TPR’s influence, unchecked, has ran amok through the prospects of the once thriving UK DB pension landscape this last 2 decades, unseated a standing prime minister and chancellor and without critical intervention would have crashed the gilt market for Govt, and overseen the destruction of value with a now accepted (previously denied – Mr Fairs “its a timing thing”) loss of £500bn on the nations DB assets.

It still has directional influence over the investment of £2trn (formerly nearer £3trn, ’till we lost c£500bn) DB scheme assets (and thank goodness they not been able to sully the independence of the LGPS regime), with more firepower to influence the macroeconomic direction than all Govt depts other than Treasury.

The scale and influence of pensions, especially the enormous pools of DB assets is too significant for TPR to be left to its own devices, and TPR and pensions needs more heavyweight oversight from Treasury/Govt and a broader remit, recognising that only an invested healthy growing economy can afford to provide its age retired with a living wage.


Thanks to Jnamdoc and all who comment on this blog. Keep it coming!

About henry tapper

Founder of the Pension PlayPen,, partner of Stella, father of Olly . I am the Pension Plowman
This entry was posted in pensions and tagged , , , . Bookmark the permalink.

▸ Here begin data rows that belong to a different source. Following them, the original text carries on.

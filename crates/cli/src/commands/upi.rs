//! UPI deep-link preview.
//!
//! # Usage
//!
//! ```bash
//! saffron upi-link -a 220.00 -n "Order 1723"
//! ```
//!
//! Prints the `upi://pay` link the mobile client would open for the given
//! amount, using the configured merchant identity. Nothing is opened or
//! charged; this exists to eyeball the link a device would receive.

use std::sync::Arc;

use async_trait::async_trait;
use rust_decimal::Decimal;
use thiserror::Error;

use saffron_checkout::CheckoutConfig;
use saffron_checkout::config::ConfigError;
use saffron_checkout::gateway::{
    ContactPrefill, DeepLinkError, DeepLinkOpener, PaymentRequest, UpiAdapter,
};

/// Errors that can occur while previewing a UPI link.
#[derive(Debug, Error)]
pub enum UpiCmdError {
    /// Configuration is missing or invalid.
    #[error(transparent)]
    Config(#[from] ConfigError),
}

/// Opener that never opens anything; link building does not need one.
struct NullOpener;

#[async_trait]
impl DeepLinkOpener for NullOpener {
    async fn can_open(&self, _url: &str) -> bool {
        false
    }

    async fn open(&self, _url: &str) -> Result<(), DeepLinkError> {
        Err(DeepLinkError("not available outside the mobile host".into()))
    }
}

/// Print the UPI deep link for `amount`.
#[allow(clippy::print_stdout)]
pub fn preview(amount: Decimal, note: &str) -> Result<(), UpiCmdError> {
    let config = CheckoutConfig::from_env()?;
    let adapter = UpiAdapter::new(&config.merchant, Arc::new(NullOpener));
    let request = PaymentRequest {
        amount,
        currency: config.merchant.currency.clone(),
        note: note.to_string(),
        contact: ContactPrefill::default(),
        paypal_token: None,
    };
    println!("{}", adapter.build_link(&request));
    Ok(())
}
//! Manual fallback payment (direct bank transfer).
//!
//! There is no external step to perform: the shopper pays after the fact,
//! so the adapter resolves immediately and the order is submitted as paid
//! (the gateway mapping sets `set_paid`), to be reconciled by the merchant
//! against the actual bank transfer.

use crate::gateway::GatewayOutcome;

/// Adapter for the manual "pay later" path. Always succeeds locally.
#[derive(Debug, Clone, Copy, Default)]
pub struct ManualAdapter;

impl ManualAdapter {
    #[must_use]
    pub const fn new() -> Self {
        Self
    }

    /// Resolve the payment step. Manual transfers carry no external
    /// reference; settlement happens out of band.
    #[must_use]
    pub fn initiate(&self) -> GatewayOutcome {
        GatewayOutcome::Approved { external_ref: None }
    }
}
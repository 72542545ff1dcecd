//! Durable local key-value storage for client-side snapshots.
//!
//! The mobile host persisted the cart and the saved payment-method list in
//! device key-value storage. Here that boundary is a small async trait with
//! a JSON-file implementation for real use and an in-memory one for tests.
//! Values are opaque JSON strings; callers own (de)serialization.

use std::collections::HashMap;
use std::path::PathBuf;

use async_trait::async_trait;
use thiserror::Error;
use tokio::sync::Mutex;

/// Fixed keys the checkout core persists under.
pub mod keys {
    /// Full cart snapshot: `{items, total_items, total_price}`.
    pub const CART: &str = "cart";
    /// Saved payment-method list, consumed only for pre-filling selection.
    pub const PAYMENT_METHODS: &str = "payment_methods";
}

/// Errors from the local key-value store.
#[derive(Debug, Error)]
pub enum StorageError {
    #[error("storage I/O error: {0}")]
    Io(#[from] std::io::Error),
    #[error("storage serialization error: {0}")]
    Serde(#[from] serde_json::Error),
}

/// Async key-value storage of JSON strings under fixed keys.
#[async_trait]
pub trait KeyValueStore: Send + Sync {
    /// Read the value under `key`, `None` if absent.
    async fn get(&self, key: &str) -> Result<Option<String>, StorageError>;

    /// Write `value` under `key`, replacing any existing value.
    async fn set(&self, key: &str, value: String) -> Result<(), StorageError>;

    /// Delete the value under `key`; absent key is a no-op.
    async fn remove(&self, key: &str) -> Result<(), StorageError>;
}

/// Key-value store backed by one JSON map file.
///
/// Reads and writes go through an in-process mutex, and every write rewrites
/// the whole file. That is deliberately simple: callers persist whole
/// snapshots, never incremental patches, so ordering between writes does not
/// matter and last-write-wins is correct.
pub struct JsonFileStore {
    path: PathBuf,
    lock: Mutex<()>,
}

impl JsonFileStore {
    /// Create a store over `path`. The file is created on first write.
    #[must_use]
    pub fn new(path: impl Into<PathBuf>) -> Self {
        Self {
            path: path.into(),
            lock: Mutex::new(()),
        }
    }

    async fn read_map(&self) -> Result<HashMap<String, String>, StorageError> {
        match tokio::fs::read_to_string(&self.path).await {
            Ok(contents) => Ok(serde_json::from_str(&contents)?),
            Err(e) if e.kind() == std::io::ErrorKind::NotFound => Ok(HashMap::new()),
            Err(e) => Err(e.into()),
        }
    }

    async fn write_map(&self, map: &HashMap<String, String>) -> Result<(), StorageError> {
        let contents = serde_json::to_string(map)?;
        tokio::fs::write(&self.path, contents).await?;
        Ok(())
    }
}

#[async_trait]
impl KeyValueStore for JsonFileStore {
    async fn get(&self, key: &str) -> Result<Option<String>, StorageError> {
        let _guard = self.lock.lock().await;
        Ok(self.read_map().await?.remove(key))
    }

    async fn set(&self, key: &str, value: String) -> Result<(), StorageError> {
        let _guard = self.lock.lock().await;
        let mut map = self.read_map().await?;
        map.insert(key.to_string(), value);
        self.write_map(&map).await
    }

    async fn remove(&self, key: &str) -> Result<(), StorageError> {
        let _guard = self.lock.lock().await;
        let mut map = self.read_map().await?;
        if map.remove(key).is_some() {
            self.write_map(&map).await?;
        }
        Ok(())
    }
}

/// In-memory store for tests and ephemeral sessions.
#[derive(Default)]
pub struct MemoryStore {
    map: Mutex<HashMap<String, String>>,
}

impl MemoryStore {
    #[must_use]
    pub fn new() -> Self {
        Self::default()
    }
}

#[async_trait]
impl KeyValueStore for MemoryStore {
    async fn get(&self, key: &str) -> Result<Option<String>, StorageError> {
        Ok(self.map.lock().await.get(key).cloned())
    }

    async fn set(&self, key: &str, value: String) -> Result<(), StorageError> {
        self.map.lock().await.insert(key.to_string(), value);
        Ok(())
    }

    async fn remove(&self, key: &str) -> Result<(), StorageError> {
        self.map.lock().await.remove(key);
        Ok(())
    }
}

#[cfg(test)]
#[allow(clippy::unwrap_used)]
mod tests {
    use super::*;

    #[tokio::test]
    async fn test_memory_store_roundtrip() {
        let store = MemoryStore::new();
        assert!(store.get("k").await.unwrap().is_none());

        store.set("k", "v1".into()).await.unwrap();
        assert_eq!(store.get("k").await.unwrap().as_deref(), Some("v1"));

        store.set("k", "v2".into()).await.unwrap();
        assert_eq!(store.get("k").await.unwrap().as_deref(), Some("v2"));

        store.remove("k").await.unwrap();
        assert!(store.get("k").await.unwrap().is_none());
    }

    #[tokio::test]
    async fn test_json_file_store_roundtrip() {
        let dir = tempfile::tempdir().unwrap();
        let store = JsonFileStore::new(dir.path().join("store.json"));

        assert!(store.get(keys::CART).await.unwrap().is_none());
        store.set(keys::CART, "{\"items\":[]}".into()).await.unwrap();
        store.set(keys::PAYMENT_METHODS, "[]".into()).await.unwrap();

        assert_eq!(
            store.get(keys::CART).await.unwrap().as_deref(),
            Some("{\"items\":[]}")
        );

        // A second store over the same file sees the data
        let reopened = JsonFileStore::new(dir.path().join("store.json"));
        assert_eq!(
            reopened.get(keys::PAYMENT_METHODS).await.unwrap().as_deref(),
            Some("[]")
        );
    }

    #[tokio::test]
    async fn test_json_file_store_missing_file_reads_empty() {
        let dir = tempfile::tempdir().unwrap();
        let store = JsonFileStore::new(dir.path().join("never-written.json"));
        assert!(store.get("anything").await.unwrap().is_none());
        // remove on a missing file is a no-op
        store.remove("anything").await.unwrap();
    }
}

2 Responses to The collected rants of Jnamdoc

  1. Jnamdoc says:

    LOL, thank you, I think. : – rant “speak or shout at length in an angry impassioned way”. I’ll accept impassioned. At length – well, consistent.
    If my soundings via your blog Henry (thank you) can nudge even one manager or trustee to think independently, to look at the bigger picture, and to have the courage to ask ‘why’ they are being advised or steered down a particular route – and not to accept the stock reply “because its actuarial orthodox or everyone else is doing it”, and to consider who really benefits in the long run, then it will have been worth it. Ownership (the rights to the risks and rewards) and stewardship of the nation’s pension assets is just too important, and the benefits should accrue to the members, and not be treated as a spitting roast for others to feed off.

  2. henry tapper says:

    I am sure they are having that impact.